Dopo la sua prima apparizione alla Juventus in un’amichevole contro il Tottenham, Adrien Rabiot ha espresso le sue impressioni. Sente di poter fare di più e vuole giocare con la sua versatilità.

La Juventus ha disputato la prima partita amichevole questa domenica. La Vecchia Signora ha perso contro Tottenham (3-2) a causa di un pallonetto di Harry Kane negli ultimi secondi. L’attaccante inglese è stato in grado di sfruttare con malizia e talento la perdita di palla Adrien Rabiot causata dalla buona pressione di Lucas Moura. Anche il francese ha mosso i suoi primi passi sotto la maglia bianconera e ha quindi concluso una carenza molto lunga senza competizione. La sua ultima apparizione professionale è stata a dicembre.

Collocato al PSG dove ha rifiutato di firmare una proroga del contratto, il giocatore ha sorriso nella zona mista dopo l’incontro. Sono contento di suonare dopo 8 mesi. È stato piuttosto positivo. Ho avuto buoni sentimenti anche se era difficile in termini di fisica e calore, ma nel complesso è positivo. Sono felice, sono passati sei mesi da quando era la cambusa a Parigi, e giocare a questo livello è fantastico. Spiega nelle osservazioni trasmesse da Sports.fr. Entrato in pausa, ha giocato solo 45 minuti ed è stato abbastanza neutrale nella sua prestazione complessiva. Era in grado di parlare della sua versatilità.

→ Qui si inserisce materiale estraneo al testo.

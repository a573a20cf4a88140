//! Half-open time intervals and the overlap primitive.
//!
//! Two intervals overlap when `a.start < b.end && a.end > b.start`. Touching
//! endpoints (one ends exactly when the other starts) are NOT an overlap.

use chrono::{Duration, NaiveDateTime};
use serde::{Deserialize, Serialize};

use crate::error::{Result, SchedulingError};

/// A time range `[start, end)` on a single wall clock.
///
/// The constructor does not enforce `end > start`: the validator has to be able
/// to receive inverted candidates and report them as a rule violation. Use
/// [`TimeInterval::try_new`] where a proper interval is a precondition.
#[derive(Debug, Clone, Copy, PartialEq, Eq, Hash, Serialize, Deserialize)]
pub struct TimeInterval {
    pub start: NaiveDateTime,
    pub end: NaiveDateTime,
}

impl TimeInterval {
    pub fn new(start: NaiveDateTime, end: NaiveDateTime) -> Self {
        Self { start, end }
    }

    /// Build an interval, rejecting `end <= start` as invalid input.
    pub fn try_new(start: NaiveDateTime, end: NaiveDateTime) -> Result<Self> {
        if end <= start {
            return Err(SchedulingError::InvalidInput(format!(
                "interval end {} is not after start {}",
                end, start
            )));
        }
        Ok(Self { start, end })
    }

    /// Interval of `minutes` length starting at `start`.
    pub fn starting_at(start: NaiveDateTime, minutes: u32) -> Self {
        Self {
            start,
            end: start + Duration::minutes(i64::from(minutes)),
        }
    }

    /// `true` when `end > start`.
    pub fn is_valid(&self) -> bool {
        self.end > self.start
    }

    /// Signed length in whole minutes; negative for inverted intervals.
    pub fn duration_minutes(&self) -> i64 {
        (self.end - self.start).num_minutes()
    }

    pub fn overlaps(&self, other: &TimeInterval) -> bool {
        overlaps(self, other)
    }
}

/// The single overlap test used throughout the crate.
///
/// Any storage-side filter must be expressed as the same predicate
/// (`start < :end AND end > :start`) to stay consistent with this function.
pub fn overlaps(a: &TimeInterval, b: &TimeInterval) -> bool {
    a.start < b.end && a.end > b.start
}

Rabiot: “Posso fare di più”

Ha iniziato come corridore a destra, prima di spostarsi a sinistra in seguito alle numerose modifiche apportate da Maurizio Sarri. Ha anche in programma di raccontare la sua esperienza in diverse posizioni per aumentare il suo tempo di gioco. Gioca a staffetta vero? Sì, è adatto anche a me. Quando arrivai, dissi che potevo spostarmi ovunque nel mezzo, che ero versatile. Sarri mi ha chiesto di iniziare senza problemi, poi sono andato a sinistra, spiega prima di continuare.

“Lui (Sarri) è stato piuttosto esigente, soprattutto nel premere e perdere la palla. Era piuttosto complicato premerli, non lasciarli uscire. Sarà necessario vedere con più tempo, ma penso che a livello fisico sia ciò che ha peccato di più. Gioca in sei? Naturalmente ci adatteremo. In quello che posso portare con le mie qualità di gioco, posso fare di più”, ammette il nuovo novellino piemontese. Avrà l’opportunità di mostrare un po’ più di faccia all’Inter mercoledì prossimo per il secondo incontro amichevole dell’estate.